An Iraqi official, however, told wire services last week that the American company ran the risk of losing its 20-year contract to develop the West Qurna field, where it pumps about 370,000 barrels per day (bpd).

"Exxon should choose between either continuing with its deal with the Kurdistan regional government or lose its contract in southern Iraq," Abdul Mahdi Al Ameedi, the head of petroleum contracts and licensing directorate at the Iraqi oil ministry, told Dow Jones Newswires. "We are not going to give Exxon a long time to decide. This is very sensitive issue and companies working in southern Iraq such as BP, Lukoil, Shell are watching the situation closely."
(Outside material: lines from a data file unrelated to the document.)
//! Relationship editing.
//!
//! Relationship types are bidirectional (`aIsToB` / `bIsToA`). The form offers each direction
//! as its own choice labelled relative to the patient, and tracks per-row actions so that
//! only added, updated or deleted relationships are sent on save.

use crate::config::RelationshipsConfig;
use crate::error::{RegistrationError, RegistrationResult};
use serde::{Deserialize, Serialize};
use std::fmt;
use std::str::FromStr;

/// A relationship type as returned by the backend.
#[derive(Clone, Debug, PartialEq, Eq, Serialize, Deserialize)]
pub struct RelationshipType {
    pub uuid: String,
    #[serde(rename = "displayAIsToB")]
    pub display_a_is_to_b: String,
    #[serde(rename = "displayBIsToA")]
    pub display_b_is_to_a: String,
}

#[derive(Clone, Copy, Debug, PartialEq, Eq, Hash, Serialize, Deserialize)]
pub enum RelationshipDirection {
    #[serde(rename = "aIsToB")]
    AIsToB,
    #[serde(rename = "bIsToA")]
    BIsToA,
}

impl RelationshipDirection {
    pub fn as_str(self) -> &'static str {
        match self {
            RelationshipDirection::AIsToB => "aIsToB",
            RelationshipDirection::BIsToA => "bIsToA",
        }
    }
}

impl fmt::Display for RelationshipDirection {
    fn fmt(&self, f: &mut fmt::Formatter<'_>) -> fmt::Result {
        f.write_str(self.as_str())
    }
}

impl FromStr for RelationshipDirection {
    type Err = RegistrationError;

    fn from_str(s: &str) -> Result<Self, Self::Err> {
        match s {
            "aIsToB" => Ok(RelationshipDirection::AIsToB),
            "bIsToA" => Ok(RelationshipDirection::BIsToA),
            other => Err(RegistrationError::InvalidInput(format!(
                "unknown relationship direction '{other}'"
            ))),
        }
    }
}

/// One choice in the relationship type selector.
#[derive(Clone, Debug, PartialEq, Eq, Serialize, Deserialize)]
pub struct DisplayRelationshipType {
    pub display: String,
    pub uuid: String,
    pub direction: RelationshipDirection,
}

impl DisplayRelationshipType {
    /// Selector value, `<uuid>/<direction>`.
    pub fn value(&self) -> String {
        format!("{}/{}", self.uuid, self.direction)
    }
}

/// Splits a selector value into the relationship type uuid and direction.
///
/// # Errors
///
/// Returns `RegistrationError::InvalidInput` if the value is not `<uuid>/<direction>`.
pub fn parse_relationship_type_value(
    value: &str,
) -> RegistrationResult<(String, RelationshipDirection)> {
    let (uuid, direction) = value.split_once('/').ok_or_else(|| {
        RegistrationError::InvalidInput(format!("relationship type '{value}' has no direction"))
    })?;
    if uuid.is_empty() {
        return Err(RegistrationError::InvalidInput(format!(
            "relationship type '{value}' has no uuid"
        )));
    }
    Ok((uuid.to_string(), direction.parse()?))
}

/// Builds the selector choices for the allowed relationship types.
///
/// Each type yields its `aIsToB` label; the `bIsToA` label is added, qualified by the
/// `aIsToB` name, only when the two directions differ.
pub fn display_relationship_types(
    types: &[RelationshipType],
    cfg: &RelationshipsConfig,
) -> Vec<DisplayRelationshipType> {
    let allowed = &cfg.allowed_relationship_types;
    let suffix = &cfg.label_suffix;

    types
        .iter()
        .filter(|t| allowed.is_empty() || allowed.contains(&t.uuid))
        .flat_map(|t| {
            let a_is_to_b = DisplayRelationshipType {
                display: format!("{} {suffix}", t.display_a_is_to_b),
                uuid: t.uuid.clone(),
                direction: RelationshipDirection::AIsToB,
            };
            let b_is_to_a = (t.display_a_is_to_b != t.display_b_is_to_a).then(|| {
                DisplayRelationshipType {
                    display: format!(
                        "{} {suffix} ({})",
                        t.display_b_is_to_a, t.display_a_is_to_b
                    ),
                    uuid: t.uuid.clone(),
                    direction: RelationshipDirection::BIsToA,
                }
            });
            std::iter::once(a_is_to_b).chain(b_is_to_a)
        })
        .collect()
}

// ============================================================================
// Form rows
// ============================================================================

#[derive(Clone, Copy, Debug, PartialEq, Eq, Serialize, Deserialize)]
#[serde(rename_all = "UPPERCASE")]
pub enum RelationshipAction {
    Add,
    Update,
    Delete,
}

/// One relationship row in the registration form.
#[derive(Clone, Debug, Default, PartialEq, Eq, Serialize, Deserialize)]
#[serde(rename_all = "camelCase")]
pub struct RelationshipValue {
    #[serde(default, skip_serializing_if = "Option::is_none")]
    pub related_person_name: Option<String>,
    pub related_person_uuid: String,
    /// Selector value, `<uuid>/<direction>`. Empty until chosen.
    #[serde(default)]
    pub relationship_type: String,
    #[serde(default, skip_serializing_if = "Option::is_none")]
    pub action: Option<RelationshipAction>,
    #[serde(default, skip_serializing_if = "Option::is_none")]
    pub initial_relationship_type: Option<String>,
    /// Backend uuid of an existing relationship.
    #[serde(default, skip_serializing_if = "Option::is_none")]
    pub uuid: Option<String>,
}

impl RelationshipValue {
    /// A relationship already stored in the backend.
    pub fn existing(
        uuid: impl Into<String>,
        related_person_uuid: impl Into<String>,
        related_person_name: impl Into<String>,
        relationship_type: impl Into<String>,
    ) -> Self {
        let relationship_type = relationship_type.into();
        Self {
            related_person_name: Some(related_person_name.into()),
            related_person_uuid: related_person_uuid.into(),
            initial_relationship_type: Some(relationship_type.clone()),
            relationship_type,
            action: None,
            uuid: Some(uuid.into()),
        }
    }

    pub fn is_new(&self) -> bool {
        self.uuid.is_none()
    }

    pub fn is_deleted(&self) -> bool {
        self.action == Some(RelationshipAction::Delete)
    }

    /// Type selection stays disabled until a related person is chosen.
    pub fn can_select_type(&self) -> bool {
        !self.related_person_uuid.is_empty()
    }
}

/// Row operations over the form's relationship list.
pub struct RelationshipsEditor<'a> {
    rows: &'a mut Vec<RelationshipValue>,
}

impl<'a> RelationshipsEditor<'a> {
    pub fn new(rows: &'a mut Vec<RelationshipValue>) -> Self {
        Self { rows }
    }

    /// Appends an empty row marked `Add` and returns its index.
    pub fn add(&mut self) -> usize {
        self.rows.push(RelationshipValue {
            action: Some(RelationshipAction::Add),
            ..RelationshipValue::default()
        });
        self.rows.len() - 1
    }

    /// Sets the related person. Returns `false` when the selection is empty, which leaves
    /// the row invalid.
    ///
    /// # Errors
    ///
    /// Returns `RegistrationError::InvalidInput` for an unknown row.
    pub fn select_person(
        &mut self,
        index: usize,
        person_uuid: &str,
        person_name: Option<&str>,
    ) -> RegistrationResult<bool> {
        let row = self.row(index)?;
        row.related_person_uuid = person_uuid.to_string();
        if let Some(name) = person_name {
            row.related_person_name = Some(name.to_string());
        }
        Ok(!person_uuid.is_empty())
    }

    /// Sets the relationship type. A row without an action becomes `Update`.
    ///
    /// # Errors
    ///
    /// Returns `RegistrationError::InvalidInput` for an unknown row or a malformed value.
    pub fn change_type(&mut self, index: usize, value: &str) -> RegistrationResult<()> {
        parse_relationship_type_value(value)?;
        let row = self.row(index)?;
        row.relationship_type = value.to_string();
        if row.action.is_none() {
            row.action = Some(RelationshipAction::Update);
        }
        Ok(())
    }

    /// Removes a row added in this session; marks any other row `Delete`.
    ///
    /// # Errors
    ///
    /// Returns `RegistrationError::InvalidInput` for an unknown row.
    pub fn delete(&mut self, index: usize) -> RegistrationResult<()> {
        let row = self.row(index)?;
        if row.action == Some(RelationshipAction::Add) {
            self.rows.remove(index);
        } else {
            row.action = Some(RelationshipAction::Delete);
        }
        Ok(())
    }

    /// Undoes a delete: clears the action and restores the initial type.
    ///
    /// # Errors
    ///
    /// Returns `RegistrationError::InvalidInput` for an unknown row.
    pub fn restore(&mut self, index: usize) -> RegistrationResult<()> {
        let row = self.row(index)?;
        row.action = None;
        row.relationship_type = row.initial_relationship_type.clone().unwrap_or_default();
        Ok(())
    }

    fn row(&mut self, index: usize) -> RegistrationResult<&mut RelationshipValue> {
        let len = self.rows.len();
        self.rows.get_mut(index).ok_or_else(|| {
            RegistrationError::InvalidInput(format!(
                "relationship row {index} does not exist ({len} rows)"
            ))
        })
    }
}

#[cfg(test)]
mod tests {
    use super::*;

    fn rel_type(uuid: &str, a: &str, b: &str) -> RelationshipType {
        RelationshipType {
            uuid: uuid.into(),
            display_a_is_to_b: a.into(),
            display_b_is_to_a: b.into(),
        }
    }

    #[test]
    fn labels_both_directions_relative_to_patient() {
        let types = [rel_type("parent", "Padre", "Hijo"), rel_type("sibling", "Hermano", "Hermano")];
        let display = display_relationship_types(&types, &RelationshipsConfig::default());

        let labels: Vec<_> = display.iter().map(|d| d.display.as_str()).collect();
        assert_eq!(
            labels,
            vec!["Padre del Paciente", "Hijo del Paciente (Padre)", "Hermano del Paciente"]
        );
        assert_eq!(display[1].value(), "parent/bIsToA");
        assert_eq!(display[2].value(), "sibling/aIsToB");
    }

    #[test]
    fn allow_list_filters_types() {
        let types = [rel_type("parent", "Padre", "Hijo"), rel_type("doctor", "Doctor", "Paciente")];
        let cfg = RelationshipsConfig {
            allowed_relationship_types: vec!["doctor".into()],
            ..RelationshipsConfig::default()
        };

        let display = display_relationship_types(&types, &cfg);
        assert_eq!(display.len(), 2);
        assert!(display.iter().all(|d| d.uuid == "doctor"));
    }

    #[test]
    fn parses_selector_values() {
        assert_eq!(
            parse_relationship_type_value("abc/bIsToA").unwrap(),
            ("abc".to_string(), RelationshipDirection::BIsToA)
        );
        assert!(parse_relationship_type_value("abc").is_err());
        assert!(parse_relationship_type_value("abc/sideways").is_err());
        assert!(parse_relationship_type_value("/aIsToB").is_err());
    }

    #[test]
    fn new_rows_are_removed_on_delete() {
        let mut rows = Vec::new();
        let mut editor = RelationshipsEditor::new(&mut rows);
        let index = editor.add();
        assert!(!editor.select_person(index, "", None).unwrap());
        assert!(editor.select_person(index, "person-1", Some("Ana Quispe")).unwrap());
        editor.change_type(index, "parent/aIsToB").unwrap();
        editor.delete(index).unwrap();

        assert!(rows.is_empty());
    }

    #[test]
    fn added_row_keeps_add_action_on_type_change() {
        let mut rows = Vec::new();
        let mut editor = RelationshipsEditor::new(&mut rows);
        let index = editor.add();
        editor.change_type(index, "parent/aIsToB").unwrap();

        assert_eq!(rows[0].action, Some(RelationshipAction::Add));
        assert_eq!(rows[0].related_person_uuid, "");
        assert!(!rows[0].can_select_type());
    }

    #[test]
    fn existing_rows_update_delete_and_restore() {
        let mut rows = vec![RelationshipValue::existing(
            "rel-1",
            "person-2",
            "Luis Huamán",
            "parent/aIsToB",
        )];
        let mut editor = RelationshipsEditor::new(&mut rows);

        editor.change_type(0, "parent/bIsToA").unwrap();
        editor.delete(0).unwrap();
        assert!(rows[0].is_deleted());
        assert_eq!(rows[0].relationship_type, "parent/bIsToA");

        RelationshipsEditor::new(&mut rows).restore(0).unwrap();
        assert_eq!(rows[0].action, None);
        assert_eq!(rows[0].relationship_type, "parent/aIsToB");
        assert!(!rows[0].is_new());
    }

    #[test]
    fn unknown_row_is_an_error() {
        let mut rows = Vec::new();
        let mut editor = RelationshipsEditor::new(&mut rows);
        assert!(matches!(editor.delete(3), Err(RegistrationError::InvalidInput(_))));
    }

    #[test]
    fn action_serializes_uppercase() {
        let json = serde_json::to_string(&RelationshipAction::Delete).unwrap();
        assert_eq!(json, "\"DELETE\"");
    }
}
As recently as September, Baghdad barred Hess, an American producer, from bidding in its first auction for unexplored oilfields because it had signed contracts with Erbil.

The long-running disagreement over Kurdish contracts has extended to sharing oil revenues between the two governments. That has hurt producers, which only began receiving payments from the central government for drilling costs after the Erbil and Baghdad authorities reached a compromise in February.

"Exports are really constrained and thus investment will be constrained," said Samuel Ciszuk, an analyst at IHS Global Insight in London. "Many of these small companies are now starting to come to a position where they have to draw on their own funds, but it's hard for them to farm out or sell out at the good price."

At the centre of the dispute is whether Kurdistan has sovereignty over the vast petroleum resources there, which the regional government estimates could hold as much as 45 billion barrels in reserves.

It exports about 120,000 bpd through the central government in Iraq and hopes to bring overall production to 1 million bpd by 2014.

In September, Erbil published its oil contracts online in what it called a transparency initiative. The list of governments that have published oil contracts is short - Ghana, an emerging producer, is one of the others - in part because putting the terms in the public domain could put governments at a disadvantage in negotiating future contracts.

For Kurdistan, publishing the contracts was a bid to increase their legitimacy and dispel criticisms that the terms did not guarantee the best economic return, said Mr Ciszuk.

"It could be a disadvantage, but compared to the disadvantage of the region existing in a sort of legal limbo, it pales in comparison," he said. "It gives some ammunition to the Kurds and takes away some of the verbal ammunition Baghdad has been laying against the Kurds, saying they have usurped the power to award the contracts and saying they have awarded them in a noncompetitive way."